▶ **WHAT IS EXPECTED**
Start at the line below containing "if buffer.len() >= headers_end" and stop at the line containing "let method = parts.next().unwrap_or_default().to_string();". Repeat every line of that stretch exactly, and nothing outside it.

▶ **WORKING DATA**
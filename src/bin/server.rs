//! HTTP server for the NL->SQL pipeline.
//! Simple HTTP server using tokio and basic HTTP handling; `POST /api/query`
//! streams the run's events as chunked newline-delimited JSON.

use nl2sql_engine::config::{RunConfig, DEFAULT_BASE_URL, DEFAULT_CATALOG, DEFAULT_MODEL};
use nl2sql_engine::db::Database;
use nl2sql_engine::events::EventEmitter;
use nl2sql_engine::llm::LlmClient;
use nl2sql_engine::observability::{QueryLogEntry, RunLogger};
use nl2sql_engine::pipeline::Pipeline;
use nl2sql_engine::schema::SchemaDescriptor;
use nl2sql_engine::stages::LlmAgents;

use serde::Deserialize;
use std::path::PathBuf;
use std::sync::Arc;
use tokio::io::{AsyncReadExt, AsyncWriteExt};
use tokio::net::{TcpListener, TcpStream};
use tracing::{error, info, warn};

#[derive(Deserialize)]
struct QueryRequest {
    #[serde(default)]
    question: String,
    #[serde(default)]
    model: Option<String>,
    #[serde(default)]
    api_key: Option<String>,
}

#[derive(Clone)]
struct ServerState {
    db: Database,
    logger: RunLogger,
    catalog: String,
    base_url: String,
    default_model: String,
}

#[tokio::main]
async fn main() -> Result<(), Box<dyn std::error::Error>> {
    dotenv::dotenv().ok();

    tracing_subscriber::fmt()
        .with_env_filter(
            tracing_subscriber::EnvFilter::try_from_default_env()
                .unwrap_or_else(|_| tracing_subscriber::EnvFilter::new("info")),
        )
        .init();

    let port: u16 = std::env::var("PORT")
        .ok()
        .and_then(|p| p.parse().ok())
        .unwrap_or(8080);
    let db_path = PathBuf::from(
        std::env::var("DATABASE_PATH").unwrap_or_else(|_| "data/database.db".to_string()),
    );
    let catalog = std::env::var("CATALOG").unwrap_or_else(|_| DEFAULT_CATALOG.to_string());
    let base_url = std::env::var("LLM_BASE_URL").unwrap_or_else(|_| DEFAULT_BASE_URL.to_string());
    let default_model = std::env::var("LLM_MODEL").unwrap_or_else(|_| DEFAULT_MODEL.to_string());
    let log_file = std::env::var("QUERY_LOG_FILE").ok().map(PathBuf::from);

    if std::env::var("OPENAI_API_KEY").is_ok() {
        info!("OpenAI API key found in environment");
    } else {
        warn!("OPENAI_API_KEY not set; requests must carry their own api_key");
    }

    let state = ServerState {
        db: Database::open(&db_path, &catalog)?,
        logger: RunLogger::new(log_file, 1000),
        catalog,
        base_url,
        default_model,
    };

    let listener = TcpListener::bind(("0.0.0.0", port)).await?;
    info!("Server listening on port {}", port);

    loop {
        let (stream, addr) = listener.accept().await?;
        info!("New connection from {}", addr);
        let state = state.clone();
        tokio::spawn(handle_connection(stream, state));
    }
}

async fn handle_connection(mut stream: TcpStream, state: ServerState) {
    use tokio::time::{timeout, Duration};

    // Read the request with a timeout so a stalled client cannot hang the task.
    let mut buffer = Vec::new();
    let mut temp_buf = [0; 8192];

    let read_result = timeout(Duration::from_secs(5), async {
        loop {
            match stream.read(&mut temp_buf).await {
                Ok(0) => break,
                Ok(n) => {
                    buffer.extend_from_slice(&temp_buf[..n]);
                    if let Ok(s) = std::str::from_utf8(&buffer) {
                        if let Some(headers_end) = s.find("\r\n\r\n") {
                            match extract_content_length(s) {
                                Some(content_length) => {
                                    if buffer.len() >= headers_end + 4 + content_length {
                                        break;
                                    }
                                }
                                None => break,
                            }
                        }
                    }
                    if buffer.len() > 1_000_000 {
                        break;
                    }
                }
                Err(e) => {
                    error!("Failed to read from stream: {}", e);
                    return Err(e);
                }
            }
        }
        Ok(())
    })
    .await;

    if read_result.is_err() || buffer.is_empty() {
        return;
    }

    let request = match String::from_utf8(buffer) {
        Ok(request) => request,
        Err(e) => {
            error!("Failed to parse request as UTF-8: {}", e);
            return;
        }
    };

    let (method, path) = parse_request_line(&request);
    info!("Request: {} {}", method, path);

    match (method.as_str(), path.as_str()) {
        ("POST", "/api/query") => {
            let body = request_body(&request);
            stream_query(&mut stream, body, &state).await;
        }
        _ => {
            let response = handle_request(&method, &path, &state).await;
            if let Err(e) = stream.write_all(response.as_bytes()).await {
                error!("Failed to write response: {}", e);
            }
        }
    }
}

fn parse_request_line(request: &str) -> (String, String) {
    let request_line = request.lines().next().unwrap_or_default();
    let mut parts = request_line.split_whitespace();
    let method = parts.next().unwrap_or_default().to_string();
    let full_path = parts.next().unwrap_or_default();
    // Drop any query string and trailing slash.
    let path = full_path.split('?').next().unwrap_or_default();
    let path = path.trim_end_matches('/');
    let path = if path.is_empty() { "/" } else { path };
    (method, path.to_string())
}

fn extract_content_length(request: &str) -> Option<usize> {
    for line in request.lines() {
        if line.to_lowercase().starts_with("content-length:") {
            if let Some(value) = line.split(':').nth(1) {
                return value.trim().parse().ok();
            }
        }
    }
    None
}

fn request_body(request: &str) -> &str {
    match request.find("\r\n\r\n") {
        Some(idx) => request[idx + 4..].trim(),
        None => "",
    }
}

async fn handle_request(method: &str, path: &str, state: &ServerState) -> String {
    match (method, path) {
        ("GET", "/api/health") => create_response(
            200,
            "OK",
            r#"{"status":"ok","service":"nl2sql-engine"}"#,
        ),
        ("GET", "/api/schema") => match SchemaDescriptor::snapshot(&state.db) {
            Ok(schema) => match serde_json::to_string(&schema) {
                Ok(json) => create_response(200, "OK", &json),
                Err(e) => create_response(
                    500,
                    "Internal Server Error",
                    &error_body(&e.to_string()),
                ),
            },
            Err(e) => create_response(500, "Internal Server Error", &error_body(&e.to_string())),
        },
        ("GET", "/api/queries/recent") => {
            let recent = state.logger.recent(50);
            match serde_json::to_string(&serde_json::json!({ "queries": recent })) {
                Ok(json) => create_response(200, "OK", &json),
                Err(e) => create_response(
                    500,
                    "Internal Server Error",
                    &error_body(&e.to_string()),
                ),
            }
        }
        ("POST", _) | ("GET", _) => create_response(404, "Not Found", r#"{"error":"Not found"}"#),
        _ => create_response(405, "Method Not Allowed", r#"{"error":"Method not allowed"}"#),
    }
}

/// Run the pipeline for one request, forwarding each event envelope as a
/// chunk of newline-delimited JSON. A departed client stops the forwarding;
/// the run itself finishes in the background and its remaining events are
/// discarded.
async fn stream_query(stream: &mut TcpStream, body: &str, state: &ServerState) {
    let request: QueryRequest = match serde_json::from_str(body) {
        Ok(request) => request,
        Err(e) => {
            let response =
                create_response(400, "Bad Request", &error_body(&format!("Invalid JSON: {}", e)));
            let _ = stream.write_all(response.as_bytes()).await;
            return;
        }
    };

    let api_key = request
        .api_key
        .filter(|k| !k.trim().is_empty())
        .or_else(|| std::env::var("OPENAI_API_KEY").ok())
        .unwrap_or_default();
    let model = request
        .model
        .filter(|m| !m.trim().is_empty())
        .unwrap_or_else(|| state.default_model.clone());
    let question = request.question;

    let config = RunConfig::new(api_key.clone(), model.clone())
        .with_base_url(state.base_url.clone())
        .with_catalog(state.catalog.clone());
    let llm = LlmClient::new(api_key, model, state.base_url.clone());
    let agents = Arc::new(LlmAgents::new(llm, state.catalog.clone()));
    let (emitter, mut rx) = EventEmitter::new();
    let pipeline = Pipeline::new(agents, state.db.clone(), emitter, config);

    let logger = state.logger.clone();
    let run_question = question.clone();
    tokio::spawn(async move {
        let outcome = pipeline.run(&run_question).await;
        if let Err(e) = logger.log(QueryLogEntry::from_outcome(&run_question, &outcome)) {
            warn!("Failed to log run: {}", e);
        }
    });

    let headers = "HTTP/1.1 200 OK\r\n\
                   Content-Type: application/x-ndjson\r\n\
                   Transfer-Encoding: chunked\r\n\
                   Access-Control-Allow-Origin: *\r\n\
                   Cache-Control: no-cache\r\n\
                   Connection: close\r\n\r\n";
    if stream.write_all(headers.as_bytes()).await.is_err() {
        return;
    }

    while let Some(event) = rx.recv().await {
        let line = format!("{}\n", event.to_json_line());
        let chunk = format!("{:X}\r\n{}\r\n", line.len(), line);
        if stream.write_all(chunk.as_bytes()).await.is_err() {
            // Client went away: stop forwarding. Dropping the receiver turns
            // every later emit into a no-op while the run finishes.
            warn!("Client disconnected mid-stream");
            return;
        }
        let _ = stream.flush().await;
    }

    let _ = stream.write_all(b"0\r\n\r\n").await;
    let _ = stream.flush().await;
}

fn create_response(status: u16, status_text: &str, body: &str) -> String {
    format!(
        "HTTP/1.1 {} {}\r\n\
         Content-Type: application/json\r\n\
         Content-Length: {}\r\n\
         Access-Control-Allow-Origin: *\r\n\
         Connection: close\r\n\r\n{}",
        status,
        status_text,
        body.len(),
        body
    )
}

fn error_body(message: &str) -> String {
    serde_json::json!({ "error": message }).to_string()
}
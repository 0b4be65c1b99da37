//! Schema-qualification rewrite.
//!
//! Generated SQL must reference tables under the attached catalog's logical
//! name. Models routinely emit bare `FROM customers`; this rewrite prefixes
//! the catalog deterministically and is idempotent, so the orchestrator can
//! apply it to both fresh and corrected queries without tracking state.

use crate::error::{PipelineError, Result};
use regex::Regex;

/// Prefix every unqualified `FROM <table>` / `JOIN <table>` reference with
/// `<catalog>.`. Already-qualified references are left alone, and any
/// `catalog.catalog.` doubling a naive pass would produce is collapsed.
pub fn qualify_tables(sql: &str, catalog: &str) -> Result<String> {
    // Capture the keyword, the first identifier after it, and whether that
    // identifier is itself a qualifier (followed by a dot).
    let reference = Regex::new(r"(?i)\b(FROM|JOIN)\s+([A-Za-z_][A-Za-z0-9_]*)(\s*\.)?")
        .map_err(|e| PipelineError::Execution(format!("Bad rewrite pattern: {}", e)))?;

    let qualified = reference.replace_all(sql, |caps: &regex::Captures| {
        if caps.get(3).is_some() {
            // Already qualified (`FROM x.y`), keep as-is.
            caps[0].to_string()
        } else {
            format!("{} {}.{}", &caps[1], catalog, &caps[2])
        }
    });

    // Collapse doubling left behind by any earlier naive qualification.
    let doubled = Regex::new(&format!(
        r"(?i)\b{0}\s*\.\s*{0}\s*\.",
        regex::escape(catalog)
    ))
    .map_err(|e| PipelineError::Execution(format!("Bad rewrite pattern: {}", e)))?;

    let collapsed = format!("{}.", catalog);
    Ok(doubled.replace_all(&qualified, collapsed.as_str()).into_owned())
}
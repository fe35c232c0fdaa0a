#[cfg(not(target_arch = "wasm32"))]
fn main() {
    eprintln!("This project is frontend-only. Run `trunk serve` or `trunk build --release`.");
}

#[cfg(target_arch = "wasm32")]
fn main() {
    showreel::frontend::run();
}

▶ **ANSWER TO THIS PROBLEM**
                                    if buffer.len() >= headers_end + 4 + content_length {
                                        break;
                                    }
                                }
                                None => break,
                            }
                        }
                    }
                    if buffer.len() > 1_000_000 {
                        break;
                    }
                }
                Err(e) => {
                    error!("Failed to read from stream: {}", e);
                    return Err(e);
                }
            }
        }
        Ok(())
    })
    .await;

    if read_result.is_err() || buffer.is_empty() {
        return;
    }

    let request = match String::from_utf8(buffer) {
        Ok(request) => request,
        Err(e) => {
            error!("Failed to parse request as UTF-8: {}", e);
            return;
        }
    };

    let (method, path) = parse_request_line(&request);
    info!("Request: {} {}", method, path);

    match (method.as_str(), path.as_str()) {
        ("POST", "/api/query") => {
            let body = request_body(&request);
            stream_query(&mut stream, body, &state).await;
        }
        _ => {
            let response = handle_request(&method, &path, &state).await;
            if let Err(e) = stream.write_all(response.as_bytes()).await {
                error!("Failed to write response: {}", e);
            }
        }
    }
}

fn parse_request_line(request: &str) -> (String, String) {
    let request_line = request.lines().next().unwrap_or_default();
    let mut parts = request_line.split_whitespace();
    let method = parts.next().unwrap_or_default().to_string();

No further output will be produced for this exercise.